▶ Your task
Sort through the entries below and pull out lines containing the word "released".

Dataset entries
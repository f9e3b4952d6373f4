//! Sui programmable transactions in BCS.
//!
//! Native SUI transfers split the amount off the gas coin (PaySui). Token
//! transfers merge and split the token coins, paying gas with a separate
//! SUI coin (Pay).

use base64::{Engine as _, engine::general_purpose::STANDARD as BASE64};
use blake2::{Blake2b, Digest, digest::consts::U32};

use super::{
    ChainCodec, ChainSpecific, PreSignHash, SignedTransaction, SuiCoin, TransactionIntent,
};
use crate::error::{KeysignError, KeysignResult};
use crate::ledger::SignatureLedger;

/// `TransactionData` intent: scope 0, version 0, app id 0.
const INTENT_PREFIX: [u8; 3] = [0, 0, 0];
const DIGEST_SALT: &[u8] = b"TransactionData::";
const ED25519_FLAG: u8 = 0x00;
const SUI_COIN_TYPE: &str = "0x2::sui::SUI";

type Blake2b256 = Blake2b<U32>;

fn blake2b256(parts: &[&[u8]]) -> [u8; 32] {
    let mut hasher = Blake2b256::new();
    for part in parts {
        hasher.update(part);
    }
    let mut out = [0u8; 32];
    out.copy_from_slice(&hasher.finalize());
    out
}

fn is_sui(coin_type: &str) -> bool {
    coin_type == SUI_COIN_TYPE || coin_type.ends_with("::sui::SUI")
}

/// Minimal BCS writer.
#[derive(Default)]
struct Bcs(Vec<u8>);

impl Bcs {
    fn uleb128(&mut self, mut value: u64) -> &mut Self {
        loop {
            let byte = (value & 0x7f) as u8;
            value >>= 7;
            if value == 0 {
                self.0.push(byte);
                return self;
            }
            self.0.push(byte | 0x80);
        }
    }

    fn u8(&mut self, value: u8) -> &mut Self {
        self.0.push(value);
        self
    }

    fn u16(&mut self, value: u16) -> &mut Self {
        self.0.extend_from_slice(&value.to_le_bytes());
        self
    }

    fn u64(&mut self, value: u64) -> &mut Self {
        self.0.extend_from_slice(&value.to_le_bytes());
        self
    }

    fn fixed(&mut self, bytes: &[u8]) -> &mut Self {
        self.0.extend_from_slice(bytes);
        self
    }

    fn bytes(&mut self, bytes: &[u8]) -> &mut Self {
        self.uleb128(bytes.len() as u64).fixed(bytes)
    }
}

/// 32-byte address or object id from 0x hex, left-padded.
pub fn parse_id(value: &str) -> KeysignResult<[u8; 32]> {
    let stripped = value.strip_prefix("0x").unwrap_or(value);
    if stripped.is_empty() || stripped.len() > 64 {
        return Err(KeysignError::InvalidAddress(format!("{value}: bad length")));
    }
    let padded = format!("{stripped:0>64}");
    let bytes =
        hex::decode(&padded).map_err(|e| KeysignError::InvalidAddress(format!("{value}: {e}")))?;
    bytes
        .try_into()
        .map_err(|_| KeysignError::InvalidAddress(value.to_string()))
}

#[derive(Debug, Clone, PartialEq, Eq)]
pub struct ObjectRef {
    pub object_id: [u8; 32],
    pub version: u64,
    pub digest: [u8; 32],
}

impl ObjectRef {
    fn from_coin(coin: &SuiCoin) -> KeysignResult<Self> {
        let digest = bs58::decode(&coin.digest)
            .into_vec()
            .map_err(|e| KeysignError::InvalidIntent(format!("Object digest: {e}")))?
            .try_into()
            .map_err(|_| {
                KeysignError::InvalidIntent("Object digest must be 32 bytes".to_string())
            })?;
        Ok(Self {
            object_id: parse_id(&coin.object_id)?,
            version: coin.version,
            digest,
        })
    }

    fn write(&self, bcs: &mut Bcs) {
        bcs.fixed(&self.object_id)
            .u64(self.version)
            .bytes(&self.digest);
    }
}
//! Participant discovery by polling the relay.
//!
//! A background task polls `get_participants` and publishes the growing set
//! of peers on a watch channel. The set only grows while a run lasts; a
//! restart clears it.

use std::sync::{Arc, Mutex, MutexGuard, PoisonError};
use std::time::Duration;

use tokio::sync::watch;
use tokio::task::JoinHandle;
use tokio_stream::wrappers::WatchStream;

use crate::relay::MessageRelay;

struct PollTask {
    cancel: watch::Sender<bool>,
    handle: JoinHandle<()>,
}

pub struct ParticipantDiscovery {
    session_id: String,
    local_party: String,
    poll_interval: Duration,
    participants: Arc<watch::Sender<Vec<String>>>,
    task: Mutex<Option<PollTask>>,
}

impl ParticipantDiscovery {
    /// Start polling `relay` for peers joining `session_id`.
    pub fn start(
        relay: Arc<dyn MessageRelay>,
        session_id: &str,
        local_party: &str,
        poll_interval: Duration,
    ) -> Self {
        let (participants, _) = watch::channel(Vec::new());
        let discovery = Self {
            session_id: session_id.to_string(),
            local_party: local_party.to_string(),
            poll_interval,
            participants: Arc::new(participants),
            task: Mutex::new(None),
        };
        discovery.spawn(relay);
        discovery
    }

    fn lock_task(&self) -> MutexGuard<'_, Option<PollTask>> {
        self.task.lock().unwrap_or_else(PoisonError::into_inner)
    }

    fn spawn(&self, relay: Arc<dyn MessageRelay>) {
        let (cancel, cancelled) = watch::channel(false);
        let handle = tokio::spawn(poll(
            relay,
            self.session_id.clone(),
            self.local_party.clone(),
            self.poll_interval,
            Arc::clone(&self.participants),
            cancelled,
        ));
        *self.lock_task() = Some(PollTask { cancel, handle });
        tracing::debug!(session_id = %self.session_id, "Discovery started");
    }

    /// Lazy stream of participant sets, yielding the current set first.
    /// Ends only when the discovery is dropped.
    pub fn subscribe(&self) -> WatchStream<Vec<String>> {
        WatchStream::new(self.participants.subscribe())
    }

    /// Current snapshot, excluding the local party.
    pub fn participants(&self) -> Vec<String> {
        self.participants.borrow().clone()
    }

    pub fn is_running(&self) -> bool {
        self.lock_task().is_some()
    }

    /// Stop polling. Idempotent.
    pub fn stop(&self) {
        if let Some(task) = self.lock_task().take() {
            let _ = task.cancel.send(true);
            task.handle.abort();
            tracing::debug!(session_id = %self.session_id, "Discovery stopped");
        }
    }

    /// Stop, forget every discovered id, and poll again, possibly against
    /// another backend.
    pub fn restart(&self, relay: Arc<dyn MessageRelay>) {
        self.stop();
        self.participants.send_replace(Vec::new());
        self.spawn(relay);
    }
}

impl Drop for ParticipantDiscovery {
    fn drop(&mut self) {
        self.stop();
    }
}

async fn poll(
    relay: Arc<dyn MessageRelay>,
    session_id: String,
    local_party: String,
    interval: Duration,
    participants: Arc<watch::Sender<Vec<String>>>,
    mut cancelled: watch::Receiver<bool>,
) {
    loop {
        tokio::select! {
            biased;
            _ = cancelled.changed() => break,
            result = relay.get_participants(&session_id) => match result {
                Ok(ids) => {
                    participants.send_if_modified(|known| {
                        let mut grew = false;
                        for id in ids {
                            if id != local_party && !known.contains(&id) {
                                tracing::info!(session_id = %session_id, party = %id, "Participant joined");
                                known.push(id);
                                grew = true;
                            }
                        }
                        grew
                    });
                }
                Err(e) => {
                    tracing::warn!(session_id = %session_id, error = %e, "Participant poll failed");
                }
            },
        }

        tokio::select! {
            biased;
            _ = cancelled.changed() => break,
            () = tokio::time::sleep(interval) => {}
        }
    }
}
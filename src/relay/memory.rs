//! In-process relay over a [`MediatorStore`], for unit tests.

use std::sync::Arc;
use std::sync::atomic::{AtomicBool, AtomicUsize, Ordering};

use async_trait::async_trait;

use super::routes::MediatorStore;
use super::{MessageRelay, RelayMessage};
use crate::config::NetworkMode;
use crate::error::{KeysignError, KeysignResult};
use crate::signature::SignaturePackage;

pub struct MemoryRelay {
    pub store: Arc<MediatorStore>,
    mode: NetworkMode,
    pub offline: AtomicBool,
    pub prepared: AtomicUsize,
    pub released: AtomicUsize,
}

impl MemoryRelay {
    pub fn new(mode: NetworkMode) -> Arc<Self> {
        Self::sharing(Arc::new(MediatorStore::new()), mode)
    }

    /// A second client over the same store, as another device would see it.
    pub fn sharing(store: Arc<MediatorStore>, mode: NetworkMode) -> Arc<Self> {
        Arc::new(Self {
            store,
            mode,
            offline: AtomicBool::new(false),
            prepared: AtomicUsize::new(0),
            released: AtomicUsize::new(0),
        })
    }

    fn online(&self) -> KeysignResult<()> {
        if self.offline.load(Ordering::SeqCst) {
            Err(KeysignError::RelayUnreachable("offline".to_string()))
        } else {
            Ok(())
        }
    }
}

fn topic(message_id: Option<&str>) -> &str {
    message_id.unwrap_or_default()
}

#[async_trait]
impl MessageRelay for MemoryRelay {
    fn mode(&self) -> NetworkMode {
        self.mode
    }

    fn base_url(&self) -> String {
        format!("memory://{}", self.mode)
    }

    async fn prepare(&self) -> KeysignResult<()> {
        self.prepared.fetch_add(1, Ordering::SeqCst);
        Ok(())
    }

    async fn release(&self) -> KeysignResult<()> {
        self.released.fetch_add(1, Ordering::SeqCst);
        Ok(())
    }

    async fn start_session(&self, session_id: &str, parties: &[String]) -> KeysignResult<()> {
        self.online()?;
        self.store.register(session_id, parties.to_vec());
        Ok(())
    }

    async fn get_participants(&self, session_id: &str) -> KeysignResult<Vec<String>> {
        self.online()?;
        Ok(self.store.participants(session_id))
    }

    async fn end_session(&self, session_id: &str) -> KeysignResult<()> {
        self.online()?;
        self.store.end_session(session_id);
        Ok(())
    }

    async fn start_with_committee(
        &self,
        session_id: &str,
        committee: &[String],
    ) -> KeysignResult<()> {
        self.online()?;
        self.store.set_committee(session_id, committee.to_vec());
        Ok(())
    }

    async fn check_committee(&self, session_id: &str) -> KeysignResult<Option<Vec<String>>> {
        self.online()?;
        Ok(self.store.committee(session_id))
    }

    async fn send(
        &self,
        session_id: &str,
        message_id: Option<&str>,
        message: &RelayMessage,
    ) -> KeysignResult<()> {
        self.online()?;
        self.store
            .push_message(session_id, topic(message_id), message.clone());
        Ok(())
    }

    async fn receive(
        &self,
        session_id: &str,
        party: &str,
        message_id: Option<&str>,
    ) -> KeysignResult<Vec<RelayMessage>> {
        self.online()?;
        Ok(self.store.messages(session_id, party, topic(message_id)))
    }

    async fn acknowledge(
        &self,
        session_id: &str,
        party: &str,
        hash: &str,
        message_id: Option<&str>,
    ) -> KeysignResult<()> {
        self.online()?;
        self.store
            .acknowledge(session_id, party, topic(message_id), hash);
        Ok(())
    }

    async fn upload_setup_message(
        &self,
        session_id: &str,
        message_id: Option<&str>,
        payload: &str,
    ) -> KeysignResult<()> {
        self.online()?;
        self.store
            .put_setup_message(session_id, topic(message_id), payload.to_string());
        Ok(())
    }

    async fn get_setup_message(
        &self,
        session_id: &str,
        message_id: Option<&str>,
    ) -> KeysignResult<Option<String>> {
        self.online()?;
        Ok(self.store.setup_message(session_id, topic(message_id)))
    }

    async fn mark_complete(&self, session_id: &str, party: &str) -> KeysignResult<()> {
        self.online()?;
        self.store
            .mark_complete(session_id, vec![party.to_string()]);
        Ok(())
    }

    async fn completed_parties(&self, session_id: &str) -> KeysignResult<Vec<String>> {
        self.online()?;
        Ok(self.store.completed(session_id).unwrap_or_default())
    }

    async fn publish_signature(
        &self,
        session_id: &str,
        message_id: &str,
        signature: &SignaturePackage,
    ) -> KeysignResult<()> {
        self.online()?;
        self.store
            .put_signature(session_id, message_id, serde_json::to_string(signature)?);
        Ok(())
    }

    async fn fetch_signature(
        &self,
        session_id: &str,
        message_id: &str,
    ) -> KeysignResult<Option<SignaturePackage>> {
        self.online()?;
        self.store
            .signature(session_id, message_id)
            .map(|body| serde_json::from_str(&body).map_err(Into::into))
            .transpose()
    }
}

...

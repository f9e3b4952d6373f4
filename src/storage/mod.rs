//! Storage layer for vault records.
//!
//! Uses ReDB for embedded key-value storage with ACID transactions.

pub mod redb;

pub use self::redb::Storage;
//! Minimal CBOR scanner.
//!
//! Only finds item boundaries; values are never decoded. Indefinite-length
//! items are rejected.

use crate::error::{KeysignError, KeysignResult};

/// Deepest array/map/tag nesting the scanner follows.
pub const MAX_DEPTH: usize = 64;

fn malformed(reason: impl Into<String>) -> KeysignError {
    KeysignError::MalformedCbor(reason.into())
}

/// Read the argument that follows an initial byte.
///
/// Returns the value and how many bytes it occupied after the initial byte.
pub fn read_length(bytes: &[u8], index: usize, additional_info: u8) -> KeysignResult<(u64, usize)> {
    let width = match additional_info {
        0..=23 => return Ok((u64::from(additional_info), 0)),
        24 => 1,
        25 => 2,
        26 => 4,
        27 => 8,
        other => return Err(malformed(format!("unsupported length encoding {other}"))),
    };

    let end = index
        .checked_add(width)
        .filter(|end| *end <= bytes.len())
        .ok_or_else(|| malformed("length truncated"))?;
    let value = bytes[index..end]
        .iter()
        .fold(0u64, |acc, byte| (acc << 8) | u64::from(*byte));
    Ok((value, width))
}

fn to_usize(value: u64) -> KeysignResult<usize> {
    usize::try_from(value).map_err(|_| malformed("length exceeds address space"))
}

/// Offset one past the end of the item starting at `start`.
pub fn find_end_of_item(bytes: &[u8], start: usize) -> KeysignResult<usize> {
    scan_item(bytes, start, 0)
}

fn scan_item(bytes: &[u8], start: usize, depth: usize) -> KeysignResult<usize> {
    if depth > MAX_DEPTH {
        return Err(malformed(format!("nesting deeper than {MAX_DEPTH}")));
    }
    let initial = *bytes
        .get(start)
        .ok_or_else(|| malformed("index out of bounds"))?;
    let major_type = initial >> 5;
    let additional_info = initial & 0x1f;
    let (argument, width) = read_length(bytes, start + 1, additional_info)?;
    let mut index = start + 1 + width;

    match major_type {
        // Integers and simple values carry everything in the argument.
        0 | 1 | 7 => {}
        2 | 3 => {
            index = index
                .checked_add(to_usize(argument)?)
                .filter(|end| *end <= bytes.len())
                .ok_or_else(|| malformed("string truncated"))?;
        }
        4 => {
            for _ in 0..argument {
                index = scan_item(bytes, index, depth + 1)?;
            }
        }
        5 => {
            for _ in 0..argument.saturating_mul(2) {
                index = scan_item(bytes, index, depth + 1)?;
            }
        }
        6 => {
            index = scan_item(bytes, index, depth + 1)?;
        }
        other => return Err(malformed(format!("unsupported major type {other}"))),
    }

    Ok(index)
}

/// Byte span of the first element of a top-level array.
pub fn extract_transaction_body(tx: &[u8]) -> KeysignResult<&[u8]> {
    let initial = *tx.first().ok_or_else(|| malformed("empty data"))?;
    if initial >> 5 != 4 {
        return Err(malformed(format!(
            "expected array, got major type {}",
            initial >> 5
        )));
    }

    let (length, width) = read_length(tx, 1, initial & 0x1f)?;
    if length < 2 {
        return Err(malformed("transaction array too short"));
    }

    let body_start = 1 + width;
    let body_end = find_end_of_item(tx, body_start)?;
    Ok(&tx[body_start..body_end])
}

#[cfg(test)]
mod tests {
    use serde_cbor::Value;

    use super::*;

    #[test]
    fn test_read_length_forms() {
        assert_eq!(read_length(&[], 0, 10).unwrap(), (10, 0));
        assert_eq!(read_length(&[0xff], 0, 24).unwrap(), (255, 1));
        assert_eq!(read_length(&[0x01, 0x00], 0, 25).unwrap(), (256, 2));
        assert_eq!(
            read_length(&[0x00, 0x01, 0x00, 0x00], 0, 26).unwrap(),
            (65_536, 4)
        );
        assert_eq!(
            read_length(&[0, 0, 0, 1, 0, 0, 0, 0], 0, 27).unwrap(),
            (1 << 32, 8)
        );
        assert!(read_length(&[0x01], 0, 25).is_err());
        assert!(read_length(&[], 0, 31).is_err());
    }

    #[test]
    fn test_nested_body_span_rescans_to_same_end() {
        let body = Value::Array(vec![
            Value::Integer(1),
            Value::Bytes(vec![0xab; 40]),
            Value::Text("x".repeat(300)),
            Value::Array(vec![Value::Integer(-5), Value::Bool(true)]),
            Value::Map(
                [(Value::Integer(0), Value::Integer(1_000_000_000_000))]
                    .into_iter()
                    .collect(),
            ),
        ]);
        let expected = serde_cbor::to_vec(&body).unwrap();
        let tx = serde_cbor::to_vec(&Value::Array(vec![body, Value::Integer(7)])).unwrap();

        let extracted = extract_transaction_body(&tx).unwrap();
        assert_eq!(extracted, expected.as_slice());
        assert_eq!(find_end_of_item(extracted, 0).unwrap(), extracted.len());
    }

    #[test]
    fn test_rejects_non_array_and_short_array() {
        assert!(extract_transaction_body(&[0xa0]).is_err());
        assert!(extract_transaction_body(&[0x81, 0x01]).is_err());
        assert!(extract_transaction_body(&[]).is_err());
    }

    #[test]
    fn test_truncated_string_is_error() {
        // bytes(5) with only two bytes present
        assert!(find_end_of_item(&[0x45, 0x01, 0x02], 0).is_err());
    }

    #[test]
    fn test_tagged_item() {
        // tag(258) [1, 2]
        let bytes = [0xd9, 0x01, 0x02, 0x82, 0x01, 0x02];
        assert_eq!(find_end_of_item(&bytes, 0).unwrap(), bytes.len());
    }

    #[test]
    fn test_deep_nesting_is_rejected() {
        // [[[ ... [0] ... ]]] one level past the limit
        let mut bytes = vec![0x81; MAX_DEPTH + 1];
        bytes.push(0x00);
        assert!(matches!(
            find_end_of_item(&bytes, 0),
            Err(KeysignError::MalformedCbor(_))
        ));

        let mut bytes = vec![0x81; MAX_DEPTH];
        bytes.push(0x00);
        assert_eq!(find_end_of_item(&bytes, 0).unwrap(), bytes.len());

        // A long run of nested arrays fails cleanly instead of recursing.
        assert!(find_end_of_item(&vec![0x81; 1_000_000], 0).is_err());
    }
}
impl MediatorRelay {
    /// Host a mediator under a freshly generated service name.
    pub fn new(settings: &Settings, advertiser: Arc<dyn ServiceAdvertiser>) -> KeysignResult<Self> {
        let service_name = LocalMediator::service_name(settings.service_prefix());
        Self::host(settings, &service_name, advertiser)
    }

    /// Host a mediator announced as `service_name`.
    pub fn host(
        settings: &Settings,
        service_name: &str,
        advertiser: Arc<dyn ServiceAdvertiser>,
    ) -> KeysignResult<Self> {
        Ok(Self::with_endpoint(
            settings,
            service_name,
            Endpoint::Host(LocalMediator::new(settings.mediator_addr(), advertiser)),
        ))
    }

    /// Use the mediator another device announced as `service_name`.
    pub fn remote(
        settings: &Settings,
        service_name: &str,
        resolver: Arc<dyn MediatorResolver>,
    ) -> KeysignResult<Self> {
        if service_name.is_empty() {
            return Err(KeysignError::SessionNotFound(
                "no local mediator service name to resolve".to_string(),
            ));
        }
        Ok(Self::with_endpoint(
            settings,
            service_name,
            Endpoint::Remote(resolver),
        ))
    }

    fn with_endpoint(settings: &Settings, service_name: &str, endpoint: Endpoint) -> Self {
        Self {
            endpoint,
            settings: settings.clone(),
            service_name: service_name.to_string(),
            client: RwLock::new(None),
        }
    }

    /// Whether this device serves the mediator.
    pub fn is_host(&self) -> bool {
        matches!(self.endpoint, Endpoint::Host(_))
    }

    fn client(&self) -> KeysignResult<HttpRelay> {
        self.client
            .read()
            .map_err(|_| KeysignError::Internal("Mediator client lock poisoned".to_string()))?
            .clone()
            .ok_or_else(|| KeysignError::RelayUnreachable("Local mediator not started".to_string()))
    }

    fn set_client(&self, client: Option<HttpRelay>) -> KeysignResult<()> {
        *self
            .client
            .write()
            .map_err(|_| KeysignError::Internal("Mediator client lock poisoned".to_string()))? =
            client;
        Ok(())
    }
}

▶ Solution
    pub released: AtomicUsize,
            released: AtomicUsize::new(0),
        self.released.fetch_add(1, Ordering::SeqCst);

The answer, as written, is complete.